Just when the threat of Islamist terrorism seemed to be successfully suppressed, the actions of Breivik bring awareness of the evil engendered by other extremist ideologies.

TERRORWhen a Muslim terrorist commits an act of violence, Muslims all over the world tend to be blamed. As soon as an outrage is reported, the media jump to the conclusion that it must be Muslim terrorism. But when it turns out that a white Christian has committed an unspeakably violent act, then he is always a lone wolf.  The recent horrific shootings in Norway prompted a rush to judgment by certain irresponsible commentators and bloggers that was soon contradicted by the facts. Like Timothy McVeigh in Oklahoma, we have a new name to add to the list of lone, white extremist murderers of children — the Norwegian, Anders Behring Breivik.
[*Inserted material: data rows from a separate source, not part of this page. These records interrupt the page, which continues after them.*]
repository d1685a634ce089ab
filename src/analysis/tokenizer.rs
use crate::analysis::token::Token;
use unicode_segmentation::UnicodeSegmentation;

pub trait Tokenizer: Send + Sync {
    fn tokenize(&self, text: &str) -> Vec<Token>;

    fn name(&self) -> &str;
}

/// Unicode word tokenizer (UAX #29 word boundaries).
///
/// Abbreviations such as `A.N.P.E.` and elisions such as `l'Emploi` stay one
/// token; punctuation-only segments are dropped.
#[derive(Debug, Clone)]
pub struct StandardTokenizer {
    pub max_token_length: usize,
}

impl Default for StandardTokenizer {
    fn default() -> Self {
        StandardTokenizer {
            max_token_length: 255,
        }
    }
}

impl Tokenizer for StandardTokenizer {
    fn tokenize(&self, text: &str) -> Vec<Token> {
        let mut tokens = Vec::new();
        let mut position = 0u32;

        for (offset, word) in text.unicode_word_indices() {
            if word.len() > self.max_token_length {
                continue;
            }

            tokens.push(Token::new(word.to_string(), position, offset));
            position += 1;
        }

        tokens
    }

    fn name(&self) -> &str {
        "standard"
    }
}
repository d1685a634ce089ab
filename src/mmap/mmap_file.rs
use memmap2::{Mmap, MmapOptions};
use std::fs::File;
use std::path::Path;
use crate::core::error::Result;

/// Memory-mapped file for zero-copy reads
pub struct MmapFile {
    pub mmap: Mmap,
}

impl MmapFile {
    pub fn open_read_only<P: AsRef<Path>>(path: P) -> Result<Self> {
        let file = File::open(&path)?;
        let len = file.metadata()?.len() as usize;

        // SAFETY: index files are replaced by rename, never modified in place,
        // so the mapped bytes stay stable while the map is alive.
        let mmap = unsafe { MmapOptions::new().len(len).map(&file)? };

        Ok(MmapFile { mmap })
    }

    pub fn data(&self) -> &[u8] {
        &self.mmap[..]
    }
}
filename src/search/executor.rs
use std::collections::HashMap;
use roaring::RoaringBitmap;
use crate::core::error::Result;
use crate::core::types::DocId;
use crate::index::inverted::InvertedIndex;
use crate::index::posting::Posting;
use crate::index::synonym_table::SynonymTable;
use crate::query::ast::{BoolQuery, FuzzyQuery, PhraseQuery, PrefixQuery, Query, TermQuery};
use crate::scoring::scorer::Scorer;
use crate::search::fuzzy::FuzzyAutomaton;
use crate::search::prefix::PrefixIndex;
use crate::search::results::{ScoredDocument, SearchResults, TopKCollector};

/// Matching documents of one (sub)query with their scores
#[derive(Debug, Clone, Default)]
pub struct Matches {
    pub docs: RoaringBitmap,
    pub scores: HashMap<u32, f32>,
}

impl Matches {
    fn add(&mut self, doc_id: u32, score: f32) {
        self.docs.insert(doc_id);
        *self.scores.entry(doc_id).or_insert(0.0) += score;
    }

    fn keep_max(&mut self, doc_id: u32, score: f32) {
        self.docs.insert(doc_id);
        let entry = self.scores.entry(doc_id).or_insert(score);
        if score > *entry {
            *entry = score;
        }
    }

    fn score(&self, doc_id: u32) -> f32 {
        self.scores.get(&doc_id).copied().unwrap_or(0.0)
    }

    fn scale(&mut self, factor: f32) {
        if factor != 1.0 {
            for score in self.scores.values_mut() {
                *score *= factor;
            }
        }
    }
}

/// Evaluates parsed queries against one immutable snapshot
pub struct QueryExecutor<'a> {
    index: &'a InvertedIndex,
    terms: &'a PrefixIndex,
    scorer: &'a dyn Scorer,
}

impl<'a> QueryExecutor<'a> {
    pub fn new(index: &'a InvertedIndex, terms: &'a PrefixIndex, scorer: &'a dyn Scorer) -> Self {
        QueryExecutor { index, terms, scorer }
    }

    /// Runs the query and keeps the `limit` best documents, score descending,
    /// ties by ascending doc id.
    pub fn search(&self, query: &Query, limit: usize) -> SearchResults {
        let matches = self.execute(query);

        let mut collector = TopKCollector::new(limit);
        for doc_id in matches.docs.iter() {
            collector.collect(ScoredDocument {
                doc_id: DocId(doc_id),
                score: matches.score(doc_id),
            });
        }
        collector.into_results()
    }

    pub fn execute(&self, query: &Query) -> Matches {
        let mut matches = match query {
            Query::Term(q) => self.execute_term(q),
            Query::Phrase(q) => self.execute_phrase(q),
            Query::Prefix(q) => self.execute_prefix(q),
            Query::Fuzzy(q) => self.execute_fuzzy(q),
            Query::Bool(q) => self.execute_bool(q),
        };
        matches.scale(query.boost());
        matches
    }

    fn execute_term(&self, query: &TermQuery) -> Matches {
        self.weighted_term(&query.term, 1.0)
    }

    fn weighted_term(&self, term: &str, weight: f32) -> Matches {
        let mut matches = Matches::default();
        let Some(list) = self.index.search_term(term) else {
            return matches;
        };

        let idf = self.scorer.idf(list.doc_freq(), self.index.doc_count());
        for posting in &list.postings {
            let stats = self.index.doc_stats(posting.doc_id);
            let score = self.scorer.score(posting.term_freq as f32, idf, &stats);
            matches.add(posting.doc_id.0, score * weight);
        }
        matches
    }

    fn execute_phrase(&self, query: &PhraseQuery) -> Matches {
        let mut matches = Matches::default();

        let mut lists = Vec::with_capacity(query.terms.len());
        for term in &query.terms {
            match self.index.search_term(term) {
                Some(list) => lists.push(list),
                None => return matches,
            }
        }

        let mut candidates = match lists.first() {
            Some(list) => list.doc_ids(),
            None => return matches,
        };
        for list in &lists[1..] {
            candidates &= list.doc_ids();
        }

        let total_docs = self.index.doc_count();
        let idf: f32 = lists.iter()
            .map(|list| self.scorer.idf(list.doc_freq(), total_docs))
            .sum();

        for doc_id in candidates.iter() {
            let postings: Vec<&Posting> = lists.iter()
                .filter_map(|list| list.get(DocId(doc_id)))
                .collect();
            if postings.len() != lists.len() {
                continue;
            }

            let freq = phrase_freq(&postings, query.slop);
            if freq > 0 {
                let stats = self.index.doc_stats(DocId(doc_id));
                matches.add(doc_id, self.scorer.score(freq as f32, idf, &stats));
            }
        }
        matches
    }

    fn execute_prefix(&self, query: &PrefixQuery) -> Matches {
        let mut matches = Matches::default();
        for term in self.terms.search_prefix(&query.prefix) {
            let expanded = self.weighted_term(&term, 1.0);
            for doc_id in expanded.docs.iter() {
                matches.keep_max(doc_id, expanded.score(doc_id));
            }
        }
        matches
    }

    fn execute_fuzzy(&self, query: &FuzzyQuery) -> Matches {
        let mut matches = Matches::default();
        let automaton = FuzzyAutomaton::new(&query.term, query.max_edits);
        for candidate in automaton.expand(self.terms) {
            let expanded = self.weighted_term(&candidate.term, candidate.weight());
            for doc_id in expanded.docs.iter() {
                matches.keep_max(doc_id, expanded.score(doc_id));
            }
        }
        matches
    }

    fn execute_bool(&self, query: &BoolQuery) -> Matches {
        let scoring_clauses = query.scoring_clauses();
        if scoring_clauses == 0 {
            return Matches::default();
        }

        let must: Vec<Matches> = query.must.iter().map(|q| self.execute(q)).collect();
        let should: Vec<Matches> = query.should.iter().map(|q| self.execute(q)).collect();

        let mut docs = if must.is_empty() {
            should.iter().fold(RoaringBitmap::new(), |acc, m| acc | &m.docs)
        } else {
            let mut iter = must.iter();
            let first = iter.next().map(|m| m.docs.clone()).unwrap_or_default();
            iter.fold(first, |acc, m| acc & &m.docs)
        };

        for excluded in &query.must_not {
            docs -= &self.execute(excluded).docs;
        }

        let mut matches = Matches::default();
        for doc_id in docs.iter() {
            let mut score = 0.0;
            let mut matched = 0usize;
            for clause in must.iter().chain(should.iter()) {
                if clause.docs.contains(doc_id) {
                    score += clause.score(doc_id);
                    matched += 1;
                }
            }

            // Coordination: documents matching more clauses rank higher
            let coord = matched as f32 / scoring_clauses as f32;
            matches.add(doc_id, score * coord);
        }
        matches
    }
}

/// One-off search over a table; the term dictionary is built only when the
/// query needs it.
pub fn search_table(table: &SynonymTable, scorer: &dyn Scorer, query: &Query, limit: usize) -> Result<SearchResults> {
    let terms = if query.needs_term_expansion() {
        PrefixIndex::build(table.index())?
    } else {
        PrefixIndex::empty()
    };
    Ok(QueryExecutor::new(table.index(), &terms, scorer).search(query, limit))
}

/// Number of start positions at which the terms appear in order within
/// `slop` extra positions.
fn phrase_freq(postings: &[&Posting], slop: u32) -> usize {
    let Some(first) = postings.first() else {
        return 0;
    };
    let slop = slop as i64;

    first.positions.iter()
        .filter(|&&start| {
            let start = start as i64;
            let mut low = 0i64;
            let mut high = 0i64;

            for (i, posting) in postings.iter().enumerate().skip(1) {
                let expected = start + i as i64;
                let best = posting.positions.iter()
                    .map(|&p| p as i64 - expected)
                    .min_by_key(|offset| offset.abs());

                match best {
                    Some(offset) if offset.abs() <= slop => {
                        low = low.min(offset);
                        high = high.max(offset);
                    }
                    _ => return false,
                }
            }

            high - low <= slop
        })
        .count()
}
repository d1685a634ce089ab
pub mod types;
pub mod config;
pub mod error;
His bombing of government buildings in Oslo that Friday, followed by the slaughter of around 86 young victims on an island adds a chilling new dimension to Western-Muslim relations.  Breivik was not Muslim and his victims were not Muslims and he did not bomb a mosque or a Muslim neighborhood.  Fueled by his twisted Islamophobia, he chose instead as his target the “multicultural elites” who he believed were responsible for supporting Muslim immigration into Europe, accusing left-wing politicians in Europe of allowing Muslims to overrun the continent.

Calling himself a Christian conservative, patriot and nationalist, he said in his online manifesto that the “indigenous Europeans” responsible would be punished for their “treasonous acts.”  So with convoluted logic, Breivik bombed government buildings in Oslo where the leading Labor party was headquartered and he targeted young people gathered at an annual Labor Party summer retreat.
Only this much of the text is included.